Europejski plan działania dla przemysłu motoryzacyjnego: wielka narracja czy polityczna iluzja?

4 godzin temu

Europa kocha wielkie narracje. Uwielbia opowieści o postępie, technologicznej dominacji i ekologicznej harmonii. Unijni liderzy chętnie rysują obrazy przyszłości, w których kontynent staje się zielonym wzorem dla reszty świata. Jednak, gdy przychodzi do szczegółów, blask tej wizji zaczyna przygasać, a rzeczywistość skrzeczy.

Ostatni plan Komisji Europejskiej dla przemysłu motoryzacyjnego to przykład politycznej sztuki kompromisu. Ursula von der Leyen stara się balansować między ambicją a koniecznością uwzględnienia głosów różnych środowisk. Na papierze wszystko wygląda obiecująco: 1,8 miliarda euro na rozwój łańcucha dostaw surowców do produkcji baterii oraz około 1 miliarda euro na rozwój technologii i cyfrowych rozwiązań dla branży motoryzacyjnej. W praktyce jednak, wielu uczestników tej rewolucji czuje się pominiętych, jeżeli nie wręcz oszukanych.

Największe obawy zgłaszają regiony, których gospodarka opiera się na motoryzacji.
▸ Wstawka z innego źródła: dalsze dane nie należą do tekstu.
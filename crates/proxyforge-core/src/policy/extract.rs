//! Extract Variables policy.

use serde::{Deserialize, Serialize};

/// Pulls values out of a message into flow variables.
#[derive(Debug, Clone, PartialEq, Eq, Default, Serialize, Deserialize)]
pub struct ExtractVariables {
    pub source: Option<ExtractSource>,
    pub variable_prefix: Option<String>,
    pub ignore_unresolved_variables: bool,
    pub uri_paths: Vec<UriPath>,
    pub query_params: Vec<NamedPatterns>,
    pub headers: Vec<NamedPatterns>,
    pub form_params: Vec<NamedPatterns>,
    pub variables: Vec<NamedPatterns>,
    pub json_payload: Option<JsonPayload>,
    pub xml_payload: Option<XmlPayload>,
}

impl ExtractVariables {
    /// Whether at least one extraction source is configured.
    pub fn has_source(&self) -> bool {
        !self.uri_paths.is_empty()
            || !self.query_params.is_empty()
            || !self.headers.is_empty()
            || !self.form_params.is_empty()
            || !self.variables.is_empty()
            || self.json_payload.is_some()
            || self.xml_payload.is_some()
    }
}

#[derive(Debug, Clone, PartialEq, Eq, Default, Serialize, Deserialize)]
pub struct ExtractSource {
    pub clear_payload: bool,
    pub value: String,
}

#[derive(Debug, Clone, PartialEq, Eq, Default, Serialize, Deserialize)]
pub struct Pattern {
    pub ignore_case: bool,
    pub value: String,
}

#[derive(Debug, Clone, PartialEq, Eq, Default, Serialize, Deserialize)]
pub struct UriPath {
    pub patterns: Vec<Pattern>,
}

/// Patterns applied to a named header, query param, form param or variable.
#[derive(Debug, Clone, PartialEq, Eq, Serialize, Deserialize)]
pub struct NamedPatterns {
    pub name: String,
    pub patterns: Vec<Pattern>,
}

#[derive(Debug, Clone, PartialEq, Eq, Default, Serialize, Deserialize)]
pub struct JsonPayload {
    pub variables: Vec<JsonVariable>,
}

#[derive(Debug, Clone, PartialEq, Eq, Serialize, Deserialize)]
pub struct JsonVariable {
    pub name: String,
    pub variable_type: Option<String>,
    pub json_path: Option<String>,
}

#[derive(Debug, Clone, PartialEq, Eq, Default, Serialize, Deserialize)]
pub struct XmlPayload {
    pub stop_payload_processing: bool,
    pub namespaces: Vec<XmlNamespace>,
    pub variables: Vec<XmlVariable>,
}

/// Binds a prefix used in XPath expressions to a namespace URI.
#[derive(Debug, Clone, PartialEq, Eq, Serialize, Deserialize)]
pub struct XmlNamespace {
    pub prefix: String,
    pub uri: String,
}

#[derive(Debug, Clone, PartialEq, Eq, Serialize, Deserialize)]
pub struct XmlVariable {
    pub name: String,
    pub variable_type: Option<String>,
    pub xpath: Option<String>,
}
Sojusz Regionów o Rozwiniętym Przemyśle Motoryzacyjnym (ARA) nie kryje rozczarowania. Jego członkowie, w tym Guido Guidesi, zwracają uwagę na najważniejszy problem – polityka Komisji oznacza de facto koniec neutralności technologicznej i bezwzględne przejście na elektryfikację. A to – jak alarmują – może być kosztownym prezentem dla chińskich producentów, którzy już dziś dominują na rynku baterii i samochodów elektrycznych. Czy Europa rzeczywiście chce oddać swoją konkurencyjność walkowerem?

Nie chodzi o to, by kwestionować dekarbonizację. choćby najbardziej sceptyczni politycy regionów zgadzają się, iż przemysł musi się zmieniać. Ale problem w tym, iż unijne strategie często rodzą się w oderwaniu od realiów – nie na halach produkcyjnych Tychów, Stuttgartu czy Turynu, ale w klimatyzowanych gabinetach Brukseli. W Polsce sektor motoryzacyjny to blisko 400 tysięcy miejsc pracy. Wielu z tych ludzi nie ma pewności, czy w nowej rzeczywistości znajdzie dla siebie miejsce.
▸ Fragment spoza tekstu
//! Extract Variables decoder.

use kdl::{KdlDocument, KdlNode};
use proxyforge_core::policy::{
    ExtractSource, ExtractVariables, JsonPayload, JsonVariable, NamedPatterns, Pattern, UriPath,
    XmlNamespace, XmlPayload, XmlVariable,
};

use crate::decoder::Decoder;

pub fn decode_extract_variables(
    d: &mut Decoder<'_>,
    node: &KdlNode,
    body: &KdlDocument,
) -> Option<ExtractVariables> {
    let mark = d.checkpoint();

    let policy = ExtractVariables {
        source: d.optional_block(body, "source", "source", |d, _, block| {
            Some(ExtractSource {
                clear_payload: d.flag(block, "clear_payload").unwrap_or(false),
                value: d.string(block, "value").unwrap_or_default(),
            })
        }),
        variable_prefix: d.string(body, "variable_prefix"),
        ignore_unresolved_variables: d.flag(body, "ignore_unresolved_variables").unwrap_or(false),
        uri_paths: d.blocks(body, "uri_path", "uri path", |d, _, block| {
            Some(UriPath {
                patterns: decode_patterns(d, block),
            })
        }),
        query_params: decode_named_patterns(d, body, "query_param", "query param"),
        headers: decode_named_patterns(d, body, "header", "header"),
        form_params: decode_named_patterns(d, body, "form_param", "form param"),
        variables: decode_named_patterns(d, body, "variable", "variable"),
        json_payload: d.optional_block(body, "json_payload", "json payload", |d, _, block| {
            Some(JsonPayload {
                variables: d.named_blocks(block, "variable", "variable", |d, name, _, var| {
                    Some(JsonVariable {
                        name: name.to_string(),
                        variable_type: d.string(var, "type"),
                        json_path: d.string(var, "json_path"),
                    })
                }),
            })
        }),
        xml_payload: d.optional_block(body, "xml_payload", "xml payload", |d, _, block| {
            Some(decode_xml_payload(d, block))
        }),
    };

    // Only meaningful once every source decoded cleanly.
    let policy = d.complete(mark, policy)?;
    if !policy.has_source() {
        d.exclusive(
            node,
            "extract_variables requires one of uri_path, query_param, header, form_param, \
             variable, json_payload, or xml_payload",
        );
        return None;
    }
    Some(policy)
}

fn decode_patterns(d: &mut Decoder<'_>, body: &KdlDocument) -> Vec<Pattern> {
    d.blocks(body, "pattern", "pattern", |d, _, block| {
        Some(Pattern {
            ignore_case: d.flag(block, "ignore_case").unwrap_or(false),
            value: d.string(block, "value").unwrap_or_default(),
        })
    })
}

fn decode_named_patterns(
    d: &mut Decoder<'_>,
    body: &KdlDocument,
    key: &str,
    what: &str,
) -> Vec<NamedPatterns> {
    d.named_blocks(body, key, what, |d, name, _, block| {
        Some(NamedPatterns {
            name: name.to_string(),
            patterns: decode_patterns(d, block),
        })
    })
}

fn decode_xml_payload(d: &mut Decoder<'_>, body: &KdlDocument) -> XmlPayload {
    XmlPayload {
        stop_payload_processing: d.flag(body, "stop_payload_processing").unwrap_or(false),
        namespaces: d.named_blocks(body, "namespace", "namespace", |d, prefix, _, block| {
            Some(XmlNamespace {
                prefix: prefix.to_string(),
                uri: d.string(block, "value").unwrap_or_default(),
            })
        }),
        variables: d.named_blocks(body, "variable", "variable", |d, name, _, block| {
            Some(XmlVariable {
                name: name.to_string(),
                variable_type: d.string(block, "type"),
                xpath: d.string(block, "xpath"),
            })
        }),
    }
}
Z drugiej strony mamy organizację Transport & Environment (T&E), dla której równe szanse oznaczają ambitne i stabilne regulacje dotyczące emisji. Ich zdaniem Komisja, przyznając producentom dodatkowe dwa lata na spełnienie norm CO₂, de facto nagradza tych, którzy najwolniej dostosowują się do zmian. Efekt? Europa może wyprodukować milion elektrycznych samochodów mniej, co osłabi jej pozycję w globalnym wyścigu technologicznym.

Jest jeszcze inny problem – dostępność elektrycznych samochodów dla przeciętnego Europejczyka. W 2023 roku średnia cena nowego auta elektrycznego wynosiła 42 tysiące euro, podczas gdy tradycyjnego spalinowego – 25 tysięcy. Regulacje dotyczące flot firmowych to krok w dobrym kierunku, ale to nie wystarczy. Potrzebne są realne mechanizmy wsparcia dla gospodarstw domowych. W przeciwnym razie transformacja stanie się luksusem dla bogatych, a reszta Europy zostanie na starych, spalinowych pozycjach.

Komisja Europejska próbuje godzić ogień z wodą. Ale prawdziwe pytanie brzmi: czy rzeczywiście daje równe szanse wszystkim uczestnikom tej rewolucji? Prawdziwa transformacja nie może ograniczać się do gigantycznych funduszy na innowacje i wsparcia dla wielkich korporacji. jeżeli Unia Europejska chce uniknąć błędów przeszłości, musi działać odważnie i konsekwentnie – nie faworyzując jednej grupy interesów kosztem innych. Europejska rewolucja motoryzacyjna nie może być projektem elit.